Appendix: With the rise in popularity brought by DEFI summer, the most notable event in 2020-2021 was the rapid entry of traditional financial enterprises
Visa announced that it would settle payments on the Ethereum blockchain using the USDC stablecoin, and PayPal has begun allowing users to pay with tokens at its global online merchants. Publicly listed blue-chip companies are expanding their directly held cryptocurrency assets, such as Microstrategy and Tesla. Centralized exchanges and other fintech companies are providing user-friendly interfaces for products related to DeFi protocols and/or native crypto assets issued in DeFi (e.g., Metamask wallet).
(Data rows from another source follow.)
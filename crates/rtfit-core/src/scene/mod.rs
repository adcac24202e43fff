//! The scene description (ski) template.
//!
//! The ski file is an XML-like tree consumed verbatim by the external
//! simulator. The core never builds a DOM: all queries and mutations are
//! targeted text edits, so every untouched byte survives bit-exactly. Free
//! parameters appear as `[label:default]` markers inside attribute values and
//! are substituted per individual.

pub mod wavelengths;

use std::collections::BTreeMap;
use std::path::Path;

use regex::Regex;
use serde::{Deserialize, Serialize};

use crate::error::{Error, Result};
use crate::params::ParameterVector;

/// A dust grid element written into the scene as one self-closing tag.
#[derive(Debug, Clone, PartialEq, Eq, Serialize, Deserialize)]
pub struct DustGridSpec {
    /// Element name, e.g. `FileTreeDustGrid` or `CartesianDustGrid`
    pub grid_type: String,
    /// Attributes in writing order
    pub attributes: Vec<(String, String)>,
}

impl DustGridSpec {
    /// A grid loaded from a precomputed tree file.
    pub fn file_tree(filename: impl Into<String>) -> Self {
        DustGridSpec {
            grid_type: "FileTreeDustGrid".to_string(),
            attributes: vec![("filename".to_string(), filename.into())],
        }
    }

    pub fn is_file_tree(&self) -> bool {
        self.grid_type == "FileTreeDustGrid"
    }

    pub fn filename(&self) -> Option<&str> {
        self.attributes
            .iter()
            .find(|(name, _)| name == "filename")
            .map(|(_, value)| value.as_str())
    }

    fn render(&self) -> String {
        let mut element = format!("<{}", self.grid_type);
        for (name, value) in &self.attributes {
            element.push_str(&format!(" {name}=\"{value}\""));
        }
        element.push_str("/>");
        element
    }
}

/// A labeled scene description.
#[derive(Debug, Clone)]
pub struct SceneTemplate {
    text: String,
}

impl SceneTemplate {
    pub fn from_text(text: impl Into<String>) -> Self {
        SceneTemplate { text: text.into() }
    }

    pub fn load(path: &Path) -> Result<Self> {
        Ok(SceneTemplate {
            text: std::fs::read_to_string(path)?,
        })
    }

    pub fn save(&self, path: &Path) -> Result<()> {
        std::fs::write(path, &self.text)?;
        Ok(())
    }

    pub fn text(&self) -> &str {
        &self.text
    }

    // ---- queries ----------------------------------------------------------

    /// Free-parameter labels in document order, deduplicated.
    pub fn free_parameter_labels(&self) -> Vec<String> {
        let re = label_regex();
        let mut labels = Vec::new();
        for caps in re.captures_iter(&self.text) {
            let label = caps[1].to_string();
            if !labels.contains(&label) {
                labels.push(label);
            }
        }
        labels
    }

    /// Number of photon packages per wavelength.
    pub fn npackages(&self) -> Result<u64> {
        let value = self.attribute("numPackages")?;
        value
            .parse::<f64>()
            .map(|v| v as u64)
            .map_err(|_| Error::Scene(format!("malformed numPackages value '{value}'")))
    }

    pub fn set_npackages(&mut self, npackages: u64) -> Result<()> {
        self.set_attribute("numPackages", &npackages.to_string())
    }

    pub fn selfabsorption(&self) -> Result<bool> {
        Ok(self.attribute("selfAbsorption")? == "true")
    }

    pub fn set_selfabsorption(&mut self, enabled: bool) -> Result<()> {
        self.set_attribute("selfAbsorption", if enabled { "true" } else { "false" })
    }

    /// Whether the dust emissivity accounts for transiently heated grains.
    pub fn transient_heating(&self) -> Result<bool> {
        Ok(self.attribute("dustEmissivity")? == "Transient")
    }

    pub fn set_transient_heating(&mut self, enabled: bool) -> Result<()> {
        self.set_attribute("dustEmissivity", if enabled { "Transient" } else { "GreyBody" })
    }

    /// Name of the wavelength grid file, when a file grid is configured.
    pub fn wavelengths_filename(&self) -> Option<String> {
        let re = Regex::new(r#"<FileWavelengthGrid\b[^>]*\bfilename="([^"]*)""#).unwrap();
        re.captures(&self.text).map(|caps| caps[1].to_string())
    }

    pub fn set_wavelengths_filename(&mut self, filename: &str) -> Result<()> {
        let re = Regex::new(r#"(<FileWavelengthGrid\b[^>]*\bfilename=")[^"]*(")"#).unwrap();
        if !re.is_match(&self.text) {
            return Err(Error::Scene(
                "scene has no file wavelength grid".to_string(),
            ));
        }
        self.text = re
            .replace(&self.text, format!("${{1}}{filename}${{2}}"))
            .into_owned();
        Ok(())
    }

    /// Wavelength count: the row count of the file grid resolved against the
    /// input directory, or the inline `numWavelengths` attribute.
    pub fn nwavelengths(&self, input_dir: Option<&Path>) -> Result<u64> {
        if let Some(filename) = self.wavelengths_filename() {
            let dir = input_dir.ok_or_else(|| {
                Error::Scene(format!(
                    "wavelength file '{filename}' requires an input directory"
                ))
            })?;
            return wavelengths::count_wavelengths(&dir.join(filename));
        }
        let value = self.attribute("numWavelengths")?;
        value
            .parse()
            .map_err(|_| Error::Scene(format!("malformed numWavelengths value '{value}'")))
    }

    /// Dimension of the dust library discretization: 1, 2 or 3.
    pub fn dustlib_dimension(&self) -> u8 {
        if self.text.contains("<AllCellsDustLib") {
            3
        } else if self.text.contains("<Dim2DustLib") {
            2
        } else {
            1
        }
    }

    /// Dust cell count, when the scene declares one.
    pub fn ncells(&self) -> Option<u64> {
        self.attribute("numCells").ok()?.parse().ok()
    }

    pub fn uses_file_tree_grid(&self) -> bool {
        self.text.contains("<FileTreeDustGrid")
    }

    // ---- mutators ---------------------------------------------------------

    /// Replace the dust grid element with the given spec.
    pub fn set_dust_grid(&mut self, grid: &DustGridSpec) -> Result<()> {
        let re = Regex::new(r"<[A-Za-z]+DustGrid\b[^>]*/>").unwrap();
        if !re.is_match(&self.text) {
            return Err(Error::Scene("scene has no dust grid element".to_string()));
        }
        let rendered = grid.render();
        self.text = re.replace(&self.text, rendered.as_str()).into_owned();
        Ok(())
    }

    /// Produce a concrete scene by substituting every `[label:default]`
    /// marker with the individual's value for that label.
    pub fn substitute_labels(&self, values: &ParameterVector) -> Result<String> {
        let re = label_regex();
        let mut missing = Vec::new();
        let substituted = re
            .replace_all(&self.text, |caps: &regex::Captures<'_>| {
                let label = &caps[1];
                match values.get(label) {
                    Some(value) => value.to_string(),
                    None => {
                        missing.push(label.to_string());
                        caps[0].to_string()
                    }
                }
            })
            .into_owned();
        if !missing.is_empty() {
            missing.dedup();
            return Err(Error::Configuration(format!(
                "no values for scene labels: {}",
                missing.join(", ")
            )));
        }
        Ok(substituted)
    }

    /// Default values carried by the label markers.
    pub fn label_defaults(&self) -> Result<BTreeMap<String, crate::units::Quantity>> {
        let re = label_regex();
        let mut defaults = BTreeMap::new();
        for caps in re.captures_iter(&self.text) {
            let label = caps[1].to_string();
            let value: crate::units::Quantity = caps[2].parse()?;
            defaults.entry(label).or_insert(value);
        }
        Ok(defaults)
    }

    // ---- helpers ----------------------------------------------------------

    fn attribute(&self, name: &str) -> Result<String> {
        let re = Regex::new(&format!(r#"\b{name}="([^"]*)""#)).unwrap();
        re.captures(&self.text)
            .map(|caps| caps[1].to_string())
            .ok_or_else(|| Error::Scene(format!("scene has no '{name}' attribute")))
    }

    fn set_attribute(&mut self, name: &str, value: &str) -> Result<()> {
        let re = Regex::new(&format!(r#"(\b{name}=")[^"]*(")"#)).unwrap();
        if !re.is_match(&self.text) {
            return Err(Error::Scene(format!("scene has no '{name}' attribute")));
        }
        self.text = re
            .replace(&self.text, format!("${{1}}{value}${{2}}"))
            .into_owned();
        Ok(())
    }
}

fn label_regex() -> Regex {
    Regex::new(r"\[([A-Za-z_][A-Za-z0-9_]*):([^\]]*)\]").unwrap()
}

#[cfg(test)]
mod tests {
    use super::*;
    use crate::units::{Quantity, Unit};

    const SKI: &str = r#"<?xml version="1.0" encoding="UTF-8"?>
<skirt-simulation-hierarchy type="MonteCarloSimulation">
  <PanMonteCarloSimulation numPackages="500000">
    <dustSystem>
      <PanDustSystem selfAbsorption="false" dustEmissivity="GreyBody" numCells="250000">
        <dustLib><AllCellsDustLib/></dustLib>
        <dustGrid><CartesianDustGrid writeGrid="false"/></dustGrid>
        <components>
          <DustComp dustMass="[dust_mass:3e7 Msun]"/>
        </components>
      </PanDustSystem>
    </dustSystem>
    <stellarSystem>
      <StellarComp luminosity="[fuv_young:1e15 W]" scale="[ionizing:0.3]"/>
    </stellarSystem>
    <wavelengthGrid>
      <FileWavelengthGrid filename="wavelengths_level3.dat"/>
    </wavelengthGrid>
  </PanMonteCarloSimulation>
</skirt-simulation-hierarchy>
"#;

    #[test]
    fn test_queries() {
        let scene = SceneTemplate::from_text(SKI);
        assert_eq!(scene.npackages().unwrap(), 500000);
        assert!(!scene.selfabsorption().unwrap());
        assert!(!scene.transient_heating().unwrap());
        assert_eq!(scene.dustlib_dimension(), 3);
        assert_eq!(scene.ncells(), Some(250000));
        assert_eq!(
            scene.wavelengths_filename().as_deref(),
            Some("wavelengths_level3.dat")
        );
        assert_eq!(
            scene.free_parameter_labels(),
            vec!["dust_mass", "fuv_young", "ionizing"]
        );
    }

    #[test]
    fn test_mutations_touch_only_their_target() {
        let mut scene = SceneTemplate::from_text(SKI);
        scene.set_npackages(1_000_000).unwrap();
        scene.set_selfabsorption(true).unwrap();
        scene.set_transient_heating(true).unwrap();
        scene.set_wavelengths_filename("wavelengths_level4.dat").unwrap();
        scene
            .set_dust_grid(&DustGridSpec::file_tree("tree_highres.dat"))
            .unwrap();

        assert_eq!(scene.npackages().unwrap(), 1_000_000);
        assert!(scene.selfabsorption().unwrap());
        assert!(scene.transient_heating().unwrap());
        assert!(scene.uses_file_tree_grid());
        // Everything else is preserved bit-exactly.
        assert!(scene.text().contains(r#"<DustComp dustMass="[dust_mass:3e7 Msun]"/>"#));
        assert!(scene.text().contains(r#"numCells="250000""#));
        assert!(scene.text().contains("<?xml version=\"1.0\" encoding=\"UTF-8\"?>"));
    }

    #[test]
    fn test_label_substitution() {
        let scene = SceneTemplate::from_text(SKI);
        let mut values = ParameterVector::new();
        values.push("dust_mass", Quantity::new(4.2e7, Unit::SolarMass));
        values.push("fuv_young", Quantity::new(2e15, Unit::Watt));
        values.push("ionizing", Quantity::dimensionless(0.5));
        let concrete = scene.substitute_labels(&values).unwrap();
        assert!(concrete.contains(r#"dustMass="42000000 Msun""#));
        assert!(concrete.contains(r#"luminosity="2000000000000000 W""#));
        assert!(concrete.contains(r#"scale="0.5""#));
        assert!(!concrete.contains('['));
    }

    #[test]
    fn test_substitution_missing_label_fails() {
        let scene = SceneTemplate::from_text(SKI);
        let mut values = ParameterVector::new();
        values.push("dust_mass", Quantity::new(4.2e7, Unit::SolarMass));
        assert!(matches!(
            scene.substitute_labels(&values),
            Err(Error::Configuration(_))
        ));
    }

    #[test]
    fn test_label_defaults() {
        let scene = SceneTemplate::from_text(SKI);
        let defaults = scene.label_defaults().unwrap();
        assert_eq!(defaults["dust_mass"].unit, Unit::SolarMass);
        assert_eq!(defaults["ionizing"].value, 0.3);
    }
}
//! The uniform grid generator.

use std::collections::BTreeMap;

use crate::error::Result;
use crate::generate::{from_scale, individual_name, ordered_labels, to_scale, GenerationRequest, Population};
use crate::params::{Individual, ParameterVector, Range, Scale};
use crate::store::FittingRun;
use crate::units::Quantity;

/// Produces the Cartesian product of per-label value grids.
///
/// Enumeration is row-major over the labels in declaration order (the first
/// label varies slowest) and is truncated to the requested population size in
/// that order. No randomness.
#[derive(Debug, Default)]
pub struct GridGenerator;

impl GridGenerator {
    pub fn new() -> Self {
        GridGenerator
    }

    pub fn generate(&mut self, run: &FittingRun, request: &GenerationRequest) -> Result<Population> {
        if request.ranges.is_empty() || request.nmodels == 0 {
            return Ok(Population::default());
        }
        let labels = ordered_labels(run, request)?;

        let npoints = allocate_points(&labels, request);
        let axes: Vec<Vec<f64>> = labels
            .iter()
            .map(|label| {
                let range = &request.ranges[label];
                let scale = request.scales.get(label).copied().unwrap_or_default();
                grid_values(range, scale, npoints[label])
            })
            .collect();

        let total: usize = axes.iter().map(Vec::len).product();
        let count = total.min(request.nmodels);
        tracing::debug!(total, kept = count, "enumerating parameter grid");

        // Strides so that the last label varies fastest.
        let mut strides = vec![1usize; axes.len()];
        for i in (0..axes.len().saturating_sub(1)).rev() {
            strides[i] = strides[i + 1] * axes[i + 1].len();
        }

        let mut individuals = Vec::with_capacity(count);
        for index in 0..count {
            let mut parameters = ParameterVector::new();
            for (axis, label) in labels.iter().enumerate() {
                let position = (index / strides[axis]) % axes[axis].len();
                let unit = request.ranges[label].min.unit;
                parameters.push(label.clone(), Quantity::new(axes[axis][position], unit));
            }
            individuals.push(Individual::new(individual_name(index), parameters));
        }

        Ok(Population {
            individuals,
            recurrent: Vec::new(),
            prng_state: None,
        })
    }
}

/// Point count per label: explicit counts win; otherwise points are grown
/// one label at a time, heavier-weighted labels first, while the grid still
/// fits in `nmodels`.
fn allocate_points(labels: &[String], request: &GenerationRequest) -> BTreeMap<String, usize> {
    let mut npoints: BTreeMap<String, usize> = labels
        .iter()
        .map(|label| {
            let explicit = request.npoints.get(label).copied();
            (label.clone(), explicit.unwrap_or(1))
        })
        .collect();
    if labels.iter().all(|l| request.npoints.contains_key(l)) {
        return npoints;
    }

    // Free labels ordered by descending weight, declaration order on ties.
    let mut free: Vec<&String> = labels
        .iter()
        .filter(|l| !request.npoints.contains_key(*l))
        .collect();
    free.sort_by(|a, b| {
        let wa = request.weights.get(*a).copied().unwrap_or(1.0);
        let wb = request.weights.get(*b).copied().unwrap_or(1.0);
        wb.partial_cmp(&wa).unwrap_or(std::cmp::Ordering::Equal)
    });

    loop {
        let product: usize = npoints.values().product();
        let mut grown = false;
        for label in &free {
            let current = npoints[*label];
            if product / current * (current + 1) <= request.nmodels {
                *npoints.get_mut(*label).unwrap() += 1;
                grown = true;
                break;
            }
        }
        if !grown {
            break;
        }
    }
    npoints
}

/// `n` values across the range, evenly spaced in the label's scale space.
fn grid_values(range: &Range, scale: Scale, n: usize) -> Vec<f64> {
    let (lo, hi) = range.bounds();
    let (slo, shi) = (to_scale(lo, scale), to_scale(hi, scale));
    if n <= 1 {
        return vec![from_scale((slo + shi) / 2.0, scale)];
    }
    let step = (shi - slo) / (n - 1) as f64;
    (0..n)
        .map(|i| from_scale(slo + i as f64 * step, scale))
        .collect()
}
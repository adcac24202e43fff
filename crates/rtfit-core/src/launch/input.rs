//! The shared input file set of one generation.

use std::path::{Path, PathBuf};

use crate::error::{Error, Result};

/// Files every simulation of a generation reads: input maps, the wavelength
/// grid and, when a file-tree dust grid is in use, the pre-built tree file.
#[derive(Debug, Clone, Default)]
pub struct SimulationInput {
    files: Vec<(String, PathBuf)>,
}

impl SimulationInput {
    pub fn new() -> Self {
        SimulationInput { files: Vec::new() }
    }

    /// Register a file under its own file name.
    pub fn add_file(&mut self, path: impl Into<PathBuf>) -> Result<()> {
        let path = path.into();
        let name = path
            .file_name()
            .and_then(|n| n.to_str())
            .ok_or_else(|| Error::Configuration(format!("input path '{}' has no file name", path.display())))?
            .to_string();
        if self.files.iter().any(|(n, _)| *n == name) {
            return Ok(());
        }
        self.files.push((name, path));
        Ok(())
    }

    pub fn contains(&self, name: &str) -> bool {
        self.files.iter().any(|(n, _)| n == name)
    }

    pub fn iter(&self) -> impl Iterator<Item = (&str, &Path)> {
        self.files.iter().map(|(n, p)| (n.as_str(), p.as_path()))
    }

    pub fn len(&self) -> usize {
        self.files.len()
    }

    pub fn is_empty(&self) -> bool {
        self.files.is_empty()
    }

    /// Verify every registered file exists.
    pub fn check(&self) -> Result<()> {
        for (name, path) in &self.files {
            if !path.exists() {
                return Err(Error::Configuration(format!(
                    "input file '{name}' missing at '{}'",
                    path.display()
                )));
            }
        }
        Ok(())
    }
}

#[cfg(test)]
mod tests {
    use super::*;

    #[test]
    fn test_deduplicates_by_name() {
        let mut input = SimulationInput::new();
        input.add_file("/data/maps/old_stars.fits").unwrap();
        input.add_file("/elsewhere/old_stars.fits").unwrap();
        input.add_file("/data/wavelengths_level2.dat").unwrap();
        assert_eq!(input.len(), 2);
        assert!(input.contains("old_stars.fits"));
        assert!(input.contains("wavelengths_level2.dat"));
    }

    #[test]
    fn test_check_reports_missing_file() {
        let dir = tempfile::tempdir().unwrap();
        let present = dir.path().join("present.dat");
        std::fs::write(&present, "x").unwrap();
        let mut input = SimulationInput::new();
        input.add_file(&present).unwrap();
        assert!(input.check().is_ok());
        input.add_file(dir.path().join("absent.dat")).unwrap();
        assert!(input.check().is_err());
    }
}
At the same time, institutional investor interest has also intensified, with many funds launching products that allow mature investors to gain indirect exposure to crypto assets:
CME launched Bitcoin futures and options in 2021, Goldman Sachs introduced Bitcoin investment tools, and Morgan Stanley provided access to Bitcoin and cryptocurrency funds for its private wealth management clients. BlackRock added Bitcoin futures as a potential non-core investment (small allocation) for two of its funds, while some investment banks are launching digital asset departments. In October 2021, ProShares Bitcoin Strategy ETF was launched, the first ETF linked to CME BTC futures to be listed in the U.S. market.